Women's Community Health Center

The Women's Community Health Center in Cambridge, Mass., was incorporated in February 1974 as a women-owned and women-controlled health center. A year earlier, in August 1973, self-help proponent Jennifer Burgess met Cookie Avrin at a self-help presentation in Worcester, Mass. Avrin informed Burgess that there were many women in the Boston area eager to start a health center. The women joined with other feminists to organize the First Annual Women's Health Conference at the Boston YWCA. By December 1973, a core group of women were meeting weekly to organize the center, and chose to form a collective. They filed for incorporation in February 1974, and in April moved into their new office at 173 Hampshire Street, Cambridge, Mass.

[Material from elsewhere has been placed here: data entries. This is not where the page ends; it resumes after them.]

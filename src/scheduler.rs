//! Fixed-interval tick source with cooperative shutdown.

use std::time::Duration;

use tokio::sync::watch;
use tokio::time::{interval, Interval, MissedTickBehavior};

/// Triggers shutdown for every token created from it.
#[derive(Debug)]
pub struct ShutdownHandle {
    tx: watch::Sender<bool>,
}

/// Observes shutdown. Cheap to clone.
#[derive(Debug, Clone)]
pub struct ShutdownToken {
    rx: watch::Receiver<bool>,
}

pub fn shutdown_channel() -> (ShutdownHandle, ShutdownToken) {
    let (tx, rx) = watch::channel(false);
    (ShutdownHandle { tx }, ShutdownToken { rx })
}

impl ShutdownHandle {
    pub fn trigger(&self) {
        self.tx.send_replace(true);
    }
}

impl ShutdownToken {
    pub fn is_triggered(&self) -> bool {
        *self.rx.borrow()
    }

    /// Resolve once shutdown is triggered or the handle is dropped.
    pub async fn cancelled(&mut self) {
        while !*self.rx.borrow_and_update() {
            if self.rx.changed().await.is_err() {
                return;
            }
        }
    }
}

/// Ticks every `period` until shutdown.
pub struct Scheduler {
    interval: Interval,
    shutdown: ShutdownToken,
}

impl Scheduler {
    /// The first tick fires immediately. A slow sweep delays later ticks
    /// instead of bursting to catch up.
    pub fn new(period: Duration, shutdown: ShutdownToken) -> Self {
        let mut interval = interval(period);
        interval.set_missed_tick_behavior(MissedTickBehavior::Delay);
        Self { interval, shutdown }
    }

    /// Wait for the next tick. `None` once shutdown has been requested.
    pub async fn next_tick(&mut self) -> Option<()> {
        if self.shutdown.is_triggered() {
            return None;
        }

        tokio::select! {
            biased;
            _ = self.shutdown.cancelled() => None,
            _ = self.interval.tick() => Some(()),
        }
    }
}
//! Data models for price series, signals, sentiment, positions, and orders.

mod market;
mod order;
mod position;
mod signal;

pub use market::{
    EconomicRisk, IndicatorChange, MacroIndicator, OrderFlowSnapshot, RiskLevel,
    SentimentSnapshot,
};
pub use order::{OrderIntent, OrderSide};
pub use position::Position;
pub use signal::{Decision, PriceSeries, SignalVote};
impl fmt::Display for SkipReason {
    fn fmt(&self, f: &mut fmt::Formatter<'_>) -> fmt::Result {
        match self {
            SkipReason::MarketClosed => f.write_str("outside market hours"),
            SkipReason::InsufficientHistory { points, required } => {
                write!(f, "insufficient history: {} < {}", points, required)
            }
            SkipReason::NoPrice => f.write_str("no current price"),
            SkipReason::Timeout => f.write_str("timed out gathering inputs"),
        }
    }
}

/// What the bot did with a decision.
#[derive(Debug, Clone, PartialEq)]
pub enum CycleAction {
    /// Nothing to do
    None,
    /// Buy decision while a position is already open
    AlreadyOpen,
    Entered { quantity: Decimal, price: Decimal },
    EntryDenied(String),
    Exited { reason: ExitReason, quantity: Decimal, pnl: Decimal },
    OrderFailed(String),
}

/// Result of evaluating one symbol in one cycle.
#[derive(Debug, Clone, PartialEq)]
pub enum SymbolOutcome {
    Skipped(SkipReason),
    Evaluated { decision: Decision, action: CycleAction },
}

/// Outcomes of one sweep over the watchlist.
#[derive(Debug, Clone, Default)]
pub struct SweepReport {
    pub outcomes: Vec<(String, SymbolOutcome)>,
}

impl SweepReport {
    #[cfg(test)]
    pub fn get(&self, symbol: &str) -> Option<&SymbolOutcome> {
        self.outcomes
            .iter()
            .find(|(s, _)| s.eq_ignore_ascii_case(symbol))
            .map(|(_, o)| o)
    }

    pub fn skipped(&self) -> usize {
        self.outcomes
            .iter()
            .filter(|(_, o)| matches!(o, SymbolOutcome::Skipped(_)))
            .count()
    }
}

/// Everything computed for one symbol before acting on it.
#[derive(Debug, Clone, Serialize)]
pub struct Analysis {
    pub symbol: String,
    pub price: Decimal,
    pub history_points: usize,
    pub votes: BTreeMap<Indicator, SignalVote>,
    pub fused: SignalVote,
    pub sentiment: SentimentSnapshot,
    pub order_flow: OrderFlowSnapshot,
    pub decision: Decision,
    pub gate_reason: String,
}

impl fmt::Display for Analysis {
    fn fmt(&self, f: &mut fmt::Formatter<'_>) -> fmt::Result {
        writeln!(f, "=== {} @ ${} ===", self.symbol, self.price)?;
        writeln!(f, "History:      {} closes", self.history_points)?;
        for (indicator, vote) in &self.votes {
            writeln!(f, "  {:<12} {}", indicator.name(), vote)?;
        }
        writeln!(f, "Fused vote:   {}", self.fused)?;
        writeln!(
            f,
            "Sentiment:    {:.3} (risk {}, sector {} x{:.1})",
            self.sentiment.sentiment,
            self.sentiment.risk_level,
            self.sentiment.sector.as_deref().unwrap_or("unknown"),
            self.sentiment.sector_sensitivity
        )?;
        writeln!(f, "Volatility:   {:.4}", self.sentiment.volatility)?;
        writeln!(f, "Order flow:   {}", self.order_flow)?;
        writeln!(f, "Gate:         {}", self.gate_reason)?;
        writeln!(
            f,
            "Decision:     {} (size x{:.3})",
            self.decision.action, self.decision.size_multiplier
        )?;
        Ok(())
    }
}

/// Bot statistics.
#[derive(Debug, Clone)]
pub struct BotStats {
    pub started_at: DateTime<Utc>,
    pub sweeps: u64,
    pub evaluations: u64,
    pub skipped: u64,
    pub entries: u64,
    pub exits: HashMap<ExitReason, u64>,
    pub failed_orders: u64,
    pub realized_pnl: Decimal,
    pub open_positions: usize,
    pub dry_run: bool,
}

impl BotStats {
    fn new(dry_run: bool) -> Self {
        Self {
            started_at: Utc::now(),
            sweeps: 0,
            evaluations: 0,
            skipped: 0,
            entries: 0,
            exits: HashMap::new(),
            failed_orders: 0,
            realized_pnl: Decimal::ZERO,
            open_positions: 0,
            dry_run,
        }
    }

    pub fn total_exits(&self) -> u64 {
        self.exits.values().sum()
    }
}

impl fmt::Display for BotStats {
    fn fmt(&self, f: &mut fmt::Formatter<'_>) -> fmt::Result {
        let exits_by = |reason: ExitReason| self.exits.get(&reason).copied().unwrap_or(0);

        writeln!(f, "=== Bot Statistics ===")?;
        writeln!(f, "Running since:   {}", self.started_at.format("%Y-%m-%d %H:%M"))?;
        writeln!(f, "Sweeps:          {}", self.sweeps)?;
        writeln!(f, "Evaluations:     {} (Skipped: {})", self.evaluations, self.skipped)?;
        writeln!(f, "Entries:         {}", self.entries)?;
        writeln!(
            f,
            "Exits:           {} (TP: {}, SL: {}, Trail: {}, Signal: {})",
            self.total_exits(),
            exits_by(ExitReason::TakeProfit),
            exits_by(ExitReason::StopLoss),
            exits_by(ExitReason::TrailingStop),
            exits_by(ExitReason::SignalSell)
        )?;
        writeln!(f, "Failed Orders:   {}", self.failed_orders)?;
        writeln!(f, "Realized P&L:    ${:.2}", self.realized_pnl)?;
        writeln!(f, "Open Positions:  {}", self.open_positions)?;
        writeln!(f, "Mode:            {}", if self.dry_run { "Dry Run" } else { "Live" })?;
        Ok(())
    }
}

/// Main bot runner.
pub struct Bot {
    config: BotConfig,
    gateway: Arc<dyn ExecutionGateway>,
    notifier: Arc<dyn NotificationSink>,
    signals: SignalEngine,
    sentiment: SentimentEngine,
    order_flow: OrderFlowAnalyzer,
    strategy: Arc<Strategy>,
    sizer: PositionSizer,
    positions: RwLock<PositionRiskManager>,
    daily: Mutex<DailyPnlGuard>,
    account_cache: Arc<TtlCache<(), AccountProfile>>,
    stats: Mutex<BotStats>,
}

The core philosophy of the WCHC was self-help. Writing in 1976, staff stated that the WCHC was "a feminist institution which seeks radical social change by implementing the concept of self-help; the sharing of skills and information so that women can regain control of our health care and our lives." The WCHC sought to provide high quality, low cost health care for women. Initially, staff offered self-help programs and gynecological services, including pregnancy screenings, but by May 1975 they were performing first trimester abortions. Self-help programs covered topics such as paramedical skills, lesbian health issues, menopause, herbal self-help, and natural birth control. Staff gave presentations to groups, including a video presentation on well-woman healthcare, and slide presentations on the components of a good gynecological exam and women-controlled abortions. The WCHC maintained a library and produced medical fact sheets on women's health topics; literature was translated into Spanish and Portuguese. In conjunction with the Cambridge YWCA, the WCHC hosted annual Women's Health Weekends. In 1976, the center operated a pelvic teaching program for the Harvard Medical School in which WCHC staff acted as instructors and patients for medical students learning to perform gynecological exams. The program broke down, however, because WCHC staff felt that they were only valued by the medical school in their role as informed patients while their ideas on self-help and women-controlled exams were being ignored.